▶ _RECORDS FOR THE TASK_:
◆ ◆ ◆

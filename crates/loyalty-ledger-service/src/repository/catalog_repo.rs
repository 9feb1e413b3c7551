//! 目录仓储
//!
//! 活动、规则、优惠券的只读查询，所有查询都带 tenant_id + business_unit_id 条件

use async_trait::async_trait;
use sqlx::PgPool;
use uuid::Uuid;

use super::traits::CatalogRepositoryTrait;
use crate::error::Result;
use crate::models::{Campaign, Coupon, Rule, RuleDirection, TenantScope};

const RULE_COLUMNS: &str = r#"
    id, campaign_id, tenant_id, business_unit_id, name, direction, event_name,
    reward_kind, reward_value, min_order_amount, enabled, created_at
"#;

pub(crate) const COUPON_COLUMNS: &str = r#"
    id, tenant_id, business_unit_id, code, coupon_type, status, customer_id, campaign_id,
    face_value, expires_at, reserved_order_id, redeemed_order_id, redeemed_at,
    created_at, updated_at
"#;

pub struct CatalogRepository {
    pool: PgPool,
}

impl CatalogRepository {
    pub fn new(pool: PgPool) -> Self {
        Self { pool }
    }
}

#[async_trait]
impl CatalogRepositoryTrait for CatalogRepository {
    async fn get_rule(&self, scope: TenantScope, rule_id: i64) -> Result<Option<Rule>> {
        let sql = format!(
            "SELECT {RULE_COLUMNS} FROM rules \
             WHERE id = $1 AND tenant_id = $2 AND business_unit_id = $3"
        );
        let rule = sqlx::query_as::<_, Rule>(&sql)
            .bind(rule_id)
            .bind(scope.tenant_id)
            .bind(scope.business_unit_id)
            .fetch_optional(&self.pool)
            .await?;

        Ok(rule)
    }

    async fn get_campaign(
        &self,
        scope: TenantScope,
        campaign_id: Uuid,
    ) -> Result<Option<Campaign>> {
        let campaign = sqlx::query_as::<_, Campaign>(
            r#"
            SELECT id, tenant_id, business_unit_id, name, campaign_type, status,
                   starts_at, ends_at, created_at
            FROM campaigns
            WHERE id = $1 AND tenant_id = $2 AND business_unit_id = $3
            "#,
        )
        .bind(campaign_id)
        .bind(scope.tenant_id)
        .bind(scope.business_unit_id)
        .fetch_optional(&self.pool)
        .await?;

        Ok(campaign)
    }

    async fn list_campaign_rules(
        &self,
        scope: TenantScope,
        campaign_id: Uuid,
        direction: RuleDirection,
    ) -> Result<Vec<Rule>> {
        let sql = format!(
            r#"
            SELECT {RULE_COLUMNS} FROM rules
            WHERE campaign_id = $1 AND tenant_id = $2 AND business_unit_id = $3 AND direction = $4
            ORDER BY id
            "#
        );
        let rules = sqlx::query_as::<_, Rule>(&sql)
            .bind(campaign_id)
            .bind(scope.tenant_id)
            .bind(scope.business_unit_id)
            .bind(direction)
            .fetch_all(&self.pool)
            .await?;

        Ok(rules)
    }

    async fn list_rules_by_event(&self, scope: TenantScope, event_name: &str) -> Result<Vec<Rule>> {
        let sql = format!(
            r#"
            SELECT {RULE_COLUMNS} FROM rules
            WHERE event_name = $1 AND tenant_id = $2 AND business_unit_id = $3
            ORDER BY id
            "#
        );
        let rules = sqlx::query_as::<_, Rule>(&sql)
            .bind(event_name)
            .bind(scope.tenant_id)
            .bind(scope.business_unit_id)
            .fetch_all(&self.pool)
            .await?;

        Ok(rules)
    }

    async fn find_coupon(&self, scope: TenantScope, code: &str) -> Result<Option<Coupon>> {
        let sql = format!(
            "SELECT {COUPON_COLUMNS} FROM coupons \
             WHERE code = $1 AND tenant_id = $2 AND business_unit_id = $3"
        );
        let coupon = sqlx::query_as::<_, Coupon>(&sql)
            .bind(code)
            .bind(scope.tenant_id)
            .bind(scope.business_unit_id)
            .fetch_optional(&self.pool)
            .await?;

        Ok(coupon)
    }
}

◆ ◆ ◆

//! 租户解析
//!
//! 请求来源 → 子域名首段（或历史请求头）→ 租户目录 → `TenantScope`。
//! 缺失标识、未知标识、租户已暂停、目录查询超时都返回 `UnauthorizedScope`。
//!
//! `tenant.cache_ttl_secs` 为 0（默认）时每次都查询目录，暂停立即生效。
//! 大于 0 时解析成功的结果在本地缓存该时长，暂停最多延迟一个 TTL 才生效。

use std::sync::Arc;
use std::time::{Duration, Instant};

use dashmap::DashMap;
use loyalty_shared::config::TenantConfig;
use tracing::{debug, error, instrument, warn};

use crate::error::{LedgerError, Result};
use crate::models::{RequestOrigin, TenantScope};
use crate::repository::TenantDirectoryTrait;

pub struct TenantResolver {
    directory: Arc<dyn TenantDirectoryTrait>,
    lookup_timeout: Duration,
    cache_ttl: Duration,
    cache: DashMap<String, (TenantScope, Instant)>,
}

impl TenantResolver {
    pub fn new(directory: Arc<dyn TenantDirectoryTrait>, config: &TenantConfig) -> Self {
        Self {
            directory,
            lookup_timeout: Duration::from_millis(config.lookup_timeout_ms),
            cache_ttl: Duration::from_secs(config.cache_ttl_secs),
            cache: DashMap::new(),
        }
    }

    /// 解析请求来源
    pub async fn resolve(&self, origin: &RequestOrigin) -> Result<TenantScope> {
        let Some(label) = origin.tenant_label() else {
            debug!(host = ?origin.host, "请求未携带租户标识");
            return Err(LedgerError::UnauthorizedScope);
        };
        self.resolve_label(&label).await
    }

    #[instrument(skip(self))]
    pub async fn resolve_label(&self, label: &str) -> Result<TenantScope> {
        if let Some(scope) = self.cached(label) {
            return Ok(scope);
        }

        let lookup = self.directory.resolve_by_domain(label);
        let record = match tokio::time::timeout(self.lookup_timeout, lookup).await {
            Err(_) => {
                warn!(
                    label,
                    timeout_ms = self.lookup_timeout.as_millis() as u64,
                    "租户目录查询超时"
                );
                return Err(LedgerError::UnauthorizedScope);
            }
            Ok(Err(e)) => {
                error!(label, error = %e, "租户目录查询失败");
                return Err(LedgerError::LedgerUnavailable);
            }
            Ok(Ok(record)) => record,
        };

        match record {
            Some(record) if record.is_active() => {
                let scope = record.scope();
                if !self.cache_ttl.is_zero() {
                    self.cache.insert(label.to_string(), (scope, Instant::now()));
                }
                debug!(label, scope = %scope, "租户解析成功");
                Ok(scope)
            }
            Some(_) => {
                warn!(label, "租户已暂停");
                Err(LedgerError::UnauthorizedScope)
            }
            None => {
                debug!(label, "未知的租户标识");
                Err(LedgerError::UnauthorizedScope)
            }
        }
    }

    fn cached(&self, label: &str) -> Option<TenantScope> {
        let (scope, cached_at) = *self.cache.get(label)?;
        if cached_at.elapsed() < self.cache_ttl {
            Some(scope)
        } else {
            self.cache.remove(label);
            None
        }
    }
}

◆ ◆ ◆

▶ _WHAT IS NEEDED_: Among the records above, find each line holding the string "warn" and pull it out.

▶ _ANSWER TO THIS PROBLEM_:
use tracing::{debug, error, instrument, warn};
                warn!(
                warn!(label, "租户已暂停");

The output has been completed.